Q: The final chapters contain some truly jaw-dropping surprises. Did you know from the start how everything was going to end?

A: Well, therein lies an interesting story. The whole first draft of the novel didn’t have many of those “jaw-dropping surprises”!

I first wrote this novel when I was about eighteen years old. It was much longer and the plot was much more obvious. At the time, as I recall it, I sent it out to publishers, but of course received nothing but rejections—because it was far too clearly the work of someone who didn’t know what he was doing.

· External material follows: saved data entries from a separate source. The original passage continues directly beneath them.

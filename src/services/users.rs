//! User management service

use crate::{
    error::{AppError, AppResult},
    models::user::{UserRequest, UserResponse},
    repository::{users::email_taken, Repository},
};

#[derive(Clone)]
pub struct UsersService {
    repository: Repository,
}

fn user_not_found(id: i64) -> AppError {
    AppError::NotFound(format!("Usuario no encontrado con ID: {}", id))
}

impl UsersService {
    pub fn new(repository: Repository) -> Self {
        Self { repository }
    }

    /// List every user
    pub async fn list_users(&self) -> AppResult<Vec<UserResponse>> {
        let mut tx = self.repository.begin().await?;
        let users = self.repository.users.find_all(&mut *tx).await?;
        tx.commit().await?;
        Ok(users.into_iter().map(UserResponse::from).collect())
    }

    /// Get a user by ID
    pub async fn get_user(&self, id: i64) -> AppResult<UserResponse> {
        let mut tx = self.repository.begin().await?;
        let user = self
            .repository
            .users
            .find_by_id(&mut *tx, id)
            .await?
            .ok_or_else(|| user_not_found(id))?;
        tx.commit().await?;
        Ok(user.into())
    }

    /// Create a user with a unique email
    pub async fn create_user(&self, request: UserRequest) -> AppResult<UserResponse> {
        let mut tx = self.repository.begin().await?;

        if self.repository.users.email_exists(&mut *tx, &request.email, None).await? {
            return Err(email_taken(&request.email));
        }

        let user = self.repository.users.insert(&mut *tx, &request).await?;
        tx.commit().await?;

        tracing::info!(user_id = user.id, "User created");
        Ok(user.into())
    }

    /// Replace a user's fields, keeping emails unique
    pub async fn update_user(&self, id: i64, request: UserRequest) -> AppResult<UserResponse> {
        let mut tx = self.repository.begin().await?;

        if self.repository.users.find_by_id(&mut *tx, id).await?.is_none() {
            return Err(user_not_found(id));
        }

        if self
            .repository
            .users
            .email_exists(&mut *tx, &request.email, Some(id))
            .await?
        {
            return Err(email_taken(&request.email));
        }

        let user = self
            .repository
            .users
            .update(&mut *tx, id, &request)
            .await?
            .ok_or_else(|| user_not_found(id))?;
        tx.commit().await?;

        tracing::info!(user_id = id, "User updated");
        Ok(user.into())
    }

    /// Delete a user together with their loans.
    ///
    /// Copies the user still has out go back on the shelf first.
    pub async fn delete_user(&self, id: i64) -> AppResult<()> {
        let mut tx = self.repository.begin().await?;
        let restocked_books = self.repository.books.return_copies_lent_to(&mut *tx, id).await?;
        if !self.repository.users.delete(&mut *tx, id).await? {
            return Err(user_not_found(id));
        }
        tx.commit().await?;

        tracing::info!(user_id = id, restocked_books, "User deleted");
        Ok(())
    }
}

Several years passed. I graduated from college, went to graduate school, and published a couple of other novels. But I always remembered The Game of Sunken Places as a project that had really captured my imagination.

When I went back and read it over, I still loved it, even though it was incredibly incompetent. The humor was clumsy, the pacing was terrible—long, heartfelt discussions between the boys about ethics, video games, food allergies, and how to survive summer camp.

I wrote the story over again, typing it in anew so that I didn’t feel too attached to anything which had been there previously. As I typed, I realized that there were some opportunities for surprise that I hadn’t considered before. In the draft I wrote as a teenager, Brian and Gregory were pitted against Jack Stimple, pure and simple. I changed all sorts of things to complicate the situation, setting in place the seeds of new conflict.

So no, for several years the manuscript existed without some of those “surprises”! They were a surprise to me, too.

Q: Do you resemble one boy more than the other? Or are they simply two lobes of the author’s brain, as Gregory might say?

A: I think I probably sound more like Gregory, because I am loud and goofy; but I always understood myself to be more like Brian—more reserved, slightly mopey, and anxious about ethical niceties. If I’m loud, it’s because I’m so shy.

More than anyone, I resemble the troll.

Q: Did you find it difficult to write from the perspective of a thirteen-year-old?

A: Yes, occasionally, since that forces me to demonstrate a kind of emotional maturity I have not yet achieved. What helps me, however, is that I still very much have a boy’s sense of the “cool” in fantasy. I love weird, macabre scenes with bizarre monsters, interesting equipment, and impossible architecture. For example, I was incredibly excited when my editor showed me the cover of this book—it was exactly the kind of thing I had pictured, just the right balance of classic boys’ novel and fantastical vista.

Also, I think that I still have a strong sense of what friendship feels like when you’re young—the intensity of it—the drama of learning about the world together and creating a world together. That is one of the things this book is about.

Q: Some of the most moving moments in The Game of Sunken Places involve Kalgrash and his struggle to accept his mechanical origins. Do you see any parallels between Kalgrash’s search for meaning and the boys’ mission to win the game?

A: Hmm. Interesting idea. I guess it is all about searching for meaning and discovering that in some way, you have to create your own meaning. We all receive a game board without instructions—and it’s up to us to figure out how we want to play.

Q: Do you think it will be very long before all of us are hanging out with hi-tech clockwork creatures who think they’re real?

A: Every time I go out dancing, I meet more of them.

Q: When you conceived of the Norumbegans, was their exile inspired in any way by the native tribes who originally inhabited the Green Mountain State?

A: Funny you should ask that—Norumbega is the name of a mythical New England city sought by European settlers in the early seventeenth century. It was probably, in actuality, a Native American community of some kind—though of course the Europeans believed it was a fabulous place full of gold and miracles.

Q: What kinds of games do you enjoy the most?

A: I’ve heard it said that in the olden days, when people used to talk about the emperor of Japan, instead of saying, “He ate,” they had to say, “He play-ate.” Instead of saying, “He slept,” they had to say, “He play-slept.” And so on. The idea was that all of life was a game for the emperor, something he was pretending to do, that at the same time, he performed activities and just acted like he was performing them.

A lot of my favorite people are like that.